WHAT IS REQUIRED:
Lines in which "ScraperConfig" appears should be pulled from the data below.

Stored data

──────────

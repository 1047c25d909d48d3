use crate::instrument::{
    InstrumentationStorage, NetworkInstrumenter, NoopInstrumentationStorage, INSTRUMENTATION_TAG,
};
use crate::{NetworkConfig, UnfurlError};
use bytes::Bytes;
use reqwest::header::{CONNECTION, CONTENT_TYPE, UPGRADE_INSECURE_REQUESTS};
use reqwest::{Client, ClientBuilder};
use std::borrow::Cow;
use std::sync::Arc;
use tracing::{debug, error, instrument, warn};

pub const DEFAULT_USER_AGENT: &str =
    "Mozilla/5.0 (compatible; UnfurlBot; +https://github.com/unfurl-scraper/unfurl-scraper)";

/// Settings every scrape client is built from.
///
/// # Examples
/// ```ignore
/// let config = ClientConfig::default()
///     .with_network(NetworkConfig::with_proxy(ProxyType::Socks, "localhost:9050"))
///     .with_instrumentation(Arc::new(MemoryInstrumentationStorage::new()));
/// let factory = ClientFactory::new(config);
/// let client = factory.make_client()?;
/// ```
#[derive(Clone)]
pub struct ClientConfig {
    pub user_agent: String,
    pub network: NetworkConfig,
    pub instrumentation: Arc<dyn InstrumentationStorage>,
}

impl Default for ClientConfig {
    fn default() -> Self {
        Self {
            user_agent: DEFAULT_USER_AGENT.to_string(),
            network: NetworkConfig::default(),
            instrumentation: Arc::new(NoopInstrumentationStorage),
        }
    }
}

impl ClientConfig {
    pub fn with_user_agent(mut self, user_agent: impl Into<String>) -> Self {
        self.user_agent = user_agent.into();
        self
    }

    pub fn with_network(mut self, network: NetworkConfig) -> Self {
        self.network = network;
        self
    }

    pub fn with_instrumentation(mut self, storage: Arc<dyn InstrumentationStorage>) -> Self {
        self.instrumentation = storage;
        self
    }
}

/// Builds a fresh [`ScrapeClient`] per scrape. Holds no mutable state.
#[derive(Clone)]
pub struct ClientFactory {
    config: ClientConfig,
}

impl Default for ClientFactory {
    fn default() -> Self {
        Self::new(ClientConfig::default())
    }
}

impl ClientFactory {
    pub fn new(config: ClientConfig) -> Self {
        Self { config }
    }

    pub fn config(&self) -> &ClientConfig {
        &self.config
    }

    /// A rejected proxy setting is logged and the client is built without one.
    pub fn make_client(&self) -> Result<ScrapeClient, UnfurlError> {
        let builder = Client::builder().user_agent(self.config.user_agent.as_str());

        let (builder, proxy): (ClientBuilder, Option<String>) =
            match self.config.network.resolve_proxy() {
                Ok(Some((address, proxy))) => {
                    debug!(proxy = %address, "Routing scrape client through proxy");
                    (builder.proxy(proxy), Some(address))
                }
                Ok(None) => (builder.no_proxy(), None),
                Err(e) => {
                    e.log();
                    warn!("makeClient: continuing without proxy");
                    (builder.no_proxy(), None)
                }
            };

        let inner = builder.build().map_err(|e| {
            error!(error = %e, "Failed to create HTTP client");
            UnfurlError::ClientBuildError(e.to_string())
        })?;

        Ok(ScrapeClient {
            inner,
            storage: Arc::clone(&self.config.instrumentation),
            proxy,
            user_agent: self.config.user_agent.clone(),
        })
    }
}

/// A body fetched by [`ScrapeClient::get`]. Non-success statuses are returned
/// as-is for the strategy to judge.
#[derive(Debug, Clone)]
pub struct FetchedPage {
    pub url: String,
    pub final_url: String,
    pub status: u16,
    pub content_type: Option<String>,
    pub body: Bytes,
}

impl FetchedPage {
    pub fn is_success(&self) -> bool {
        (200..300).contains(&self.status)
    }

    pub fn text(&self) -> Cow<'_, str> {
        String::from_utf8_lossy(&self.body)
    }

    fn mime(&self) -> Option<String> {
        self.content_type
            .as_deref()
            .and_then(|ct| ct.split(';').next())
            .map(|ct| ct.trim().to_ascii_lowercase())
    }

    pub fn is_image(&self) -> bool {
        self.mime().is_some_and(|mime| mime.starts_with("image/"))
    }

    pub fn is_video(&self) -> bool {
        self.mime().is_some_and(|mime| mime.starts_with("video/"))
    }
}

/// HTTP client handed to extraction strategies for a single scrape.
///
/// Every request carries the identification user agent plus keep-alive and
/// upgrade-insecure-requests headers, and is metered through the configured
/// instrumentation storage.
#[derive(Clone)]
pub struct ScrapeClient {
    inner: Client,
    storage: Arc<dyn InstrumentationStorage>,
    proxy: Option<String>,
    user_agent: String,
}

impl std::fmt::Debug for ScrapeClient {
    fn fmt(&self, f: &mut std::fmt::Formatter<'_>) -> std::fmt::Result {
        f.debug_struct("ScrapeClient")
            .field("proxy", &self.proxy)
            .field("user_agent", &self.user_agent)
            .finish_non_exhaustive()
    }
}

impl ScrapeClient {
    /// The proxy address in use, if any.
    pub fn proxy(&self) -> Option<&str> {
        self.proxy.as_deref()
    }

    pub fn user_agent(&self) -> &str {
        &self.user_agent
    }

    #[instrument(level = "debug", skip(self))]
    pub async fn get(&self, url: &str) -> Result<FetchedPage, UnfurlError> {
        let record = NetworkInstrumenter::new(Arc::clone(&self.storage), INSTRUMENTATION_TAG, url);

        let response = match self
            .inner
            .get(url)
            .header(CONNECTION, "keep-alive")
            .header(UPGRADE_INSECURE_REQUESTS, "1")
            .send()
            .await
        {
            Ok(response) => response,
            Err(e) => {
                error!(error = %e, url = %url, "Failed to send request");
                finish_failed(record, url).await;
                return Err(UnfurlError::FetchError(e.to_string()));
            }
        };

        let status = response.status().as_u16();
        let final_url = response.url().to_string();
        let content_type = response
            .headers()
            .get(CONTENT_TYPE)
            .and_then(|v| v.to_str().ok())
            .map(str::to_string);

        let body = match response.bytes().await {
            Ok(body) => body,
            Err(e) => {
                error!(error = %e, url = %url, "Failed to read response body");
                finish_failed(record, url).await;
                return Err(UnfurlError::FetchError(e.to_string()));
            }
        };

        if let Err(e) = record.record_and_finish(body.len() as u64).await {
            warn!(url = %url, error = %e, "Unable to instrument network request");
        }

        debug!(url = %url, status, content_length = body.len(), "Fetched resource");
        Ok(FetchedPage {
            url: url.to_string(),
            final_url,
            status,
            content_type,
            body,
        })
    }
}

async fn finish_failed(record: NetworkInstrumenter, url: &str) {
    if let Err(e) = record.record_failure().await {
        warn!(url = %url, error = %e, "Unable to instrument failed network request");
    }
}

──────────

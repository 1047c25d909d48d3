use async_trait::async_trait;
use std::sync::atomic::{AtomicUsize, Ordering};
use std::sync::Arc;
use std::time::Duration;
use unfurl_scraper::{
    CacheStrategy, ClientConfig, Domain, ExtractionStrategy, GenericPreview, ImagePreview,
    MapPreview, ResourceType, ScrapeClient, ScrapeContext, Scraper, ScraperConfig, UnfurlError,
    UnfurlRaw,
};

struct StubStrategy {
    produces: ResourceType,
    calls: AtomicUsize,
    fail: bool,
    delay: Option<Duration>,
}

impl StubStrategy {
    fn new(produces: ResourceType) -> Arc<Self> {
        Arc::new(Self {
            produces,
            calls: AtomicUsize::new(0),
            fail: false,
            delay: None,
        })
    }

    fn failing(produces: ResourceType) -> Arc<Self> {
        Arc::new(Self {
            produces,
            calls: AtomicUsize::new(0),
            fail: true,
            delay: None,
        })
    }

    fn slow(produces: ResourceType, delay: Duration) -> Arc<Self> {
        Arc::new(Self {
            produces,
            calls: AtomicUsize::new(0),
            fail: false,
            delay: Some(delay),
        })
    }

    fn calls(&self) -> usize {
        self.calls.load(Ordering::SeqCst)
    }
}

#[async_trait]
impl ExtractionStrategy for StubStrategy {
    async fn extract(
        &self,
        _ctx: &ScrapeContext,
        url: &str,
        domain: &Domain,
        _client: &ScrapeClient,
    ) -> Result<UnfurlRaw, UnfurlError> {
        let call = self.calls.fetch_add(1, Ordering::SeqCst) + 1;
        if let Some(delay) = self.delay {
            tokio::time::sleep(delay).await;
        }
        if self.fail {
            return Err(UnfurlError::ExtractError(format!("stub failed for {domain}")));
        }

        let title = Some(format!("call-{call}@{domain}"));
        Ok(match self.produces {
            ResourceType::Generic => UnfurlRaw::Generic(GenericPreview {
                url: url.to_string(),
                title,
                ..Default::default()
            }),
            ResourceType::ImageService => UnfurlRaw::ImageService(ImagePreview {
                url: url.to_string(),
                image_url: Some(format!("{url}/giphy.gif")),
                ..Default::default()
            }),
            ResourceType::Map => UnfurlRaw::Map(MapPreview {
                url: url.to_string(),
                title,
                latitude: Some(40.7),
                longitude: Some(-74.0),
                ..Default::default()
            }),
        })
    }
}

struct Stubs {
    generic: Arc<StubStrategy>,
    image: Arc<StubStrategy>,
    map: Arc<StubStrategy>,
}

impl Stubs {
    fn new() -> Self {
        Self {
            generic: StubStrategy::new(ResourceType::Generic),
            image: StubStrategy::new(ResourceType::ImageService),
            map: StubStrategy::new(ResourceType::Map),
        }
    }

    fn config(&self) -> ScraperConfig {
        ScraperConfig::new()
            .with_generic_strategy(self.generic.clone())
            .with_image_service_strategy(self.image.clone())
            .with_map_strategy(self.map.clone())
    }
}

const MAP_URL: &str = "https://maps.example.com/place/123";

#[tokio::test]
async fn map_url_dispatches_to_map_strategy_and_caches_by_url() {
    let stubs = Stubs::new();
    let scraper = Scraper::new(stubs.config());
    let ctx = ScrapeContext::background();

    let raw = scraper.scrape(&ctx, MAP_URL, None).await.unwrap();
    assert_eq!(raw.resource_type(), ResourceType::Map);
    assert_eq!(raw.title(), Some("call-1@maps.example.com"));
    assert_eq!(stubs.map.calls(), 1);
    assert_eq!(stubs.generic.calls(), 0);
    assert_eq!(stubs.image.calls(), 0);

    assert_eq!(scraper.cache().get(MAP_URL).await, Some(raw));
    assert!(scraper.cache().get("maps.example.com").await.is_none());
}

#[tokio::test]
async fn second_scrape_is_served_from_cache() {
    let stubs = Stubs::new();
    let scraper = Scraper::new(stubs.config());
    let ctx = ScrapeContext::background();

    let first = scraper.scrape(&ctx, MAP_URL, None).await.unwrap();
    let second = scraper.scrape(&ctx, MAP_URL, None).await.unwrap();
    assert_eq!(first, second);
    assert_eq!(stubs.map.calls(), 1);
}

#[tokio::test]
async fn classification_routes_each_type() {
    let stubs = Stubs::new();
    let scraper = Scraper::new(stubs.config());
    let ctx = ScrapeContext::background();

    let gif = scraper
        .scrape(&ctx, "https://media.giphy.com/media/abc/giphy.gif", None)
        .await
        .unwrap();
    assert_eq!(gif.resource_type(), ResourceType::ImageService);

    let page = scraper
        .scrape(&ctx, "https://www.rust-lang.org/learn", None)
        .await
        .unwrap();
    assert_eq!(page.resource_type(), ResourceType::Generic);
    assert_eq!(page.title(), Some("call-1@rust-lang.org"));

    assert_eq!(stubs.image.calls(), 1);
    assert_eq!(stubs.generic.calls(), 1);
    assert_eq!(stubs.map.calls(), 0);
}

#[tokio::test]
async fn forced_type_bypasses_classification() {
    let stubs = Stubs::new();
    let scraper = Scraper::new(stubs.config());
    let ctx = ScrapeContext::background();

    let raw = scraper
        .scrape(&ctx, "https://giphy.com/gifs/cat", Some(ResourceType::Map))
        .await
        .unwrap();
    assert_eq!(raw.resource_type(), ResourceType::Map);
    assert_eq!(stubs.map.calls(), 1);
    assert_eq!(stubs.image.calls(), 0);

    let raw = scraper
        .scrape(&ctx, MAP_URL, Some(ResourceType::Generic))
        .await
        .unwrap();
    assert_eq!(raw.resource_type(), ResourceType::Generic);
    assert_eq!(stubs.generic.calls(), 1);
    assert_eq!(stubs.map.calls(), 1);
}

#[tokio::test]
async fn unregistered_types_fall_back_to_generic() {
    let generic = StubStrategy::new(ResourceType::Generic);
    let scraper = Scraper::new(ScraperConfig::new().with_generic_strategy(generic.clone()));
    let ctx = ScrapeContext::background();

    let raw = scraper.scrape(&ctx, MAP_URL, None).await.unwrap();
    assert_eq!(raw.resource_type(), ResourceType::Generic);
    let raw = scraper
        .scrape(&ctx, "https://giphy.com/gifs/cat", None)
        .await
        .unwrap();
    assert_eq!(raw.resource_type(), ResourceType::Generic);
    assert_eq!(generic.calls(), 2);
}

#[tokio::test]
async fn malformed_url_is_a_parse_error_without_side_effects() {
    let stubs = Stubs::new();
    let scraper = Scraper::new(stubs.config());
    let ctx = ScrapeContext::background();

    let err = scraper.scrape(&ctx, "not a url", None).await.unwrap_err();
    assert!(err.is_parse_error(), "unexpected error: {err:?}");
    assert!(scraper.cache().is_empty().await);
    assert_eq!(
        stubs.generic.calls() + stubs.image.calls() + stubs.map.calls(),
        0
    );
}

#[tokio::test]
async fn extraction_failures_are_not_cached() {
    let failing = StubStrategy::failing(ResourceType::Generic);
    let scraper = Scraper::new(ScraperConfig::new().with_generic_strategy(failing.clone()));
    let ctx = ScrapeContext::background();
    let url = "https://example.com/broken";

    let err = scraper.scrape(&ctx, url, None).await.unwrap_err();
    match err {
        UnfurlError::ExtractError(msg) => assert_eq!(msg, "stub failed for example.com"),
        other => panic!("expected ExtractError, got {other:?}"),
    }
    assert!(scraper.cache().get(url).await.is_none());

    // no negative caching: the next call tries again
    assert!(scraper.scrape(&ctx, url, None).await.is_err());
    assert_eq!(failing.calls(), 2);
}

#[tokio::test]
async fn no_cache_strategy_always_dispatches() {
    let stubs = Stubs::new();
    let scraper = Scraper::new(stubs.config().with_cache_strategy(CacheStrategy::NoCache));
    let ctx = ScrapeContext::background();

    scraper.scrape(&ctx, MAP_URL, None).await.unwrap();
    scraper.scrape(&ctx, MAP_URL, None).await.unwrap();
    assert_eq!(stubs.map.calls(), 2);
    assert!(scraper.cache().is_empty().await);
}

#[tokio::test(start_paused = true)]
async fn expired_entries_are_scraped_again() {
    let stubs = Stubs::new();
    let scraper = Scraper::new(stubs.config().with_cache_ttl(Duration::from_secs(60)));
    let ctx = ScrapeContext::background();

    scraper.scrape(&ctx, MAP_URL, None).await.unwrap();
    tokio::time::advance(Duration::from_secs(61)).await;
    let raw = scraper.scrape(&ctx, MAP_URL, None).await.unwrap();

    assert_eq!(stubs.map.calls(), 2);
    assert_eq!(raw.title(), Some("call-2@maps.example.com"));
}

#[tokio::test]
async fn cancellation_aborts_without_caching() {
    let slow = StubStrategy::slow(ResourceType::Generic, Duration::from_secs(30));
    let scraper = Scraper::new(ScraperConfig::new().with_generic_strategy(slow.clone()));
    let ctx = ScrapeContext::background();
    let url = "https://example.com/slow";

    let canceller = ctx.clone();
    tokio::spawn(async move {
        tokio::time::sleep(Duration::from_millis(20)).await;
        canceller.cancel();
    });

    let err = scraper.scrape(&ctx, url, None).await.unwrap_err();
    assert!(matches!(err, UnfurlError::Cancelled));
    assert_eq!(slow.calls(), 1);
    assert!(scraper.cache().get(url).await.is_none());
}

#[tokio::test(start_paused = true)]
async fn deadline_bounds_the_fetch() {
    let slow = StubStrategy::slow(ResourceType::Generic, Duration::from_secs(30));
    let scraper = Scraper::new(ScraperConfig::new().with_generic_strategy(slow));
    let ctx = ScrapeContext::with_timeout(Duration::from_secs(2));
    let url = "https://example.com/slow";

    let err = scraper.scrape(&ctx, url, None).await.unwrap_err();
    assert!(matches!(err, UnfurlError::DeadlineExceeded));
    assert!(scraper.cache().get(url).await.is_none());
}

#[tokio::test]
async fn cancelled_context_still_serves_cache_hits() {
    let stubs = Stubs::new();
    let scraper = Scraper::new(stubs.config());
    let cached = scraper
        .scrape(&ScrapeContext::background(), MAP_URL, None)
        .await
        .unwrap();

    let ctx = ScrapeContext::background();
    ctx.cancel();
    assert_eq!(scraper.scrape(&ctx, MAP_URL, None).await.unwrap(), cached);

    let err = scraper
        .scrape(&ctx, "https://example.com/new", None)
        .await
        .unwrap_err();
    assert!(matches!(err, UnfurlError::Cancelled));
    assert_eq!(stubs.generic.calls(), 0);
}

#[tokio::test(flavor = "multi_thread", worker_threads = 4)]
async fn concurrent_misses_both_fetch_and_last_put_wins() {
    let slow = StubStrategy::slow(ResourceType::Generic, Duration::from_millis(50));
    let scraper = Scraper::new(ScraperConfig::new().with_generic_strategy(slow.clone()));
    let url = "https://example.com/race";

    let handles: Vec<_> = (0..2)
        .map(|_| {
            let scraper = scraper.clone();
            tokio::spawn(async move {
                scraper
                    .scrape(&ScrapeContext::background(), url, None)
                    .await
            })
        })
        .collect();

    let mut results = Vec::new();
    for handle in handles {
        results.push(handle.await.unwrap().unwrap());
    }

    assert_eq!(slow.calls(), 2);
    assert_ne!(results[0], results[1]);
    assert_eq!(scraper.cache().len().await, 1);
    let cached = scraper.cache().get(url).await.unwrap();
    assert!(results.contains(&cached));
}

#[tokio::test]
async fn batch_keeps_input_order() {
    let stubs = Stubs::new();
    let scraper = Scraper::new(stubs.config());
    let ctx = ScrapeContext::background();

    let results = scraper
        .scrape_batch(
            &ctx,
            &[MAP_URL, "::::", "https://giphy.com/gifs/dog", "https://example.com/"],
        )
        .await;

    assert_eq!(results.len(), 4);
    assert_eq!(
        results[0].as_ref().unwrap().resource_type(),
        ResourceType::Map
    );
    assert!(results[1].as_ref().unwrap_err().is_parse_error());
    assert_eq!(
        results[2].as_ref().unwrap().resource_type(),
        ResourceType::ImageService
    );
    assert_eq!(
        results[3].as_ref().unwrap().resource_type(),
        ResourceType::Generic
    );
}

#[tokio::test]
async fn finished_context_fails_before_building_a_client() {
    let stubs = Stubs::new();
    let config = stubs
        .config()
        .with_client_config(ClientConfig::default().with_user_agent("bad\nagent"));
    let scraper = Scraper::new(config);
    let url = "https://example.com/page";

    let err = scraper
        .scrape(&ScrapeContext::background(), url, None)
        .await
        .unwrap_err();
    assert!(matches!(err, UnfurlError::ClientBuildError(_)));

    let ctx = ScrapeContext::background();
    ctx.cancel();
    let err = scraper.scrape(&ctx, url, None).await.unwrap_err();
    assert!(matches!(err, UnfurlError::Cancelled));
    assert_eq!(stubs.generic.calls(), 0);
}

──────────

EXERCISE SOLUTION:
    MapPreview, ResourceType, ScrapeClient, ScrapeContext, Scraper, ScraperConfig, UnfurlError,
    fn config(&self) -> ScraperConfig {
        ScraperConfig::new()
    let scraper = Scraper::new(ScraperConfig::new().with_generic_strategy(generic.clone()));
    let scraper = Scraper::new(ScraperConfig::new().with_generic_strategy(failing.clone()));
    let scraper = Scraper::new(ScraperConfig::new().with_generic_strategy(slow.clone()));
    let scraper = Scraper::new(ScraperConfig::new().with_generic_strategy(slow));
    let scraper = Scraper::new(ScraperConfig::new().with_generic_strategy(slow.clone()));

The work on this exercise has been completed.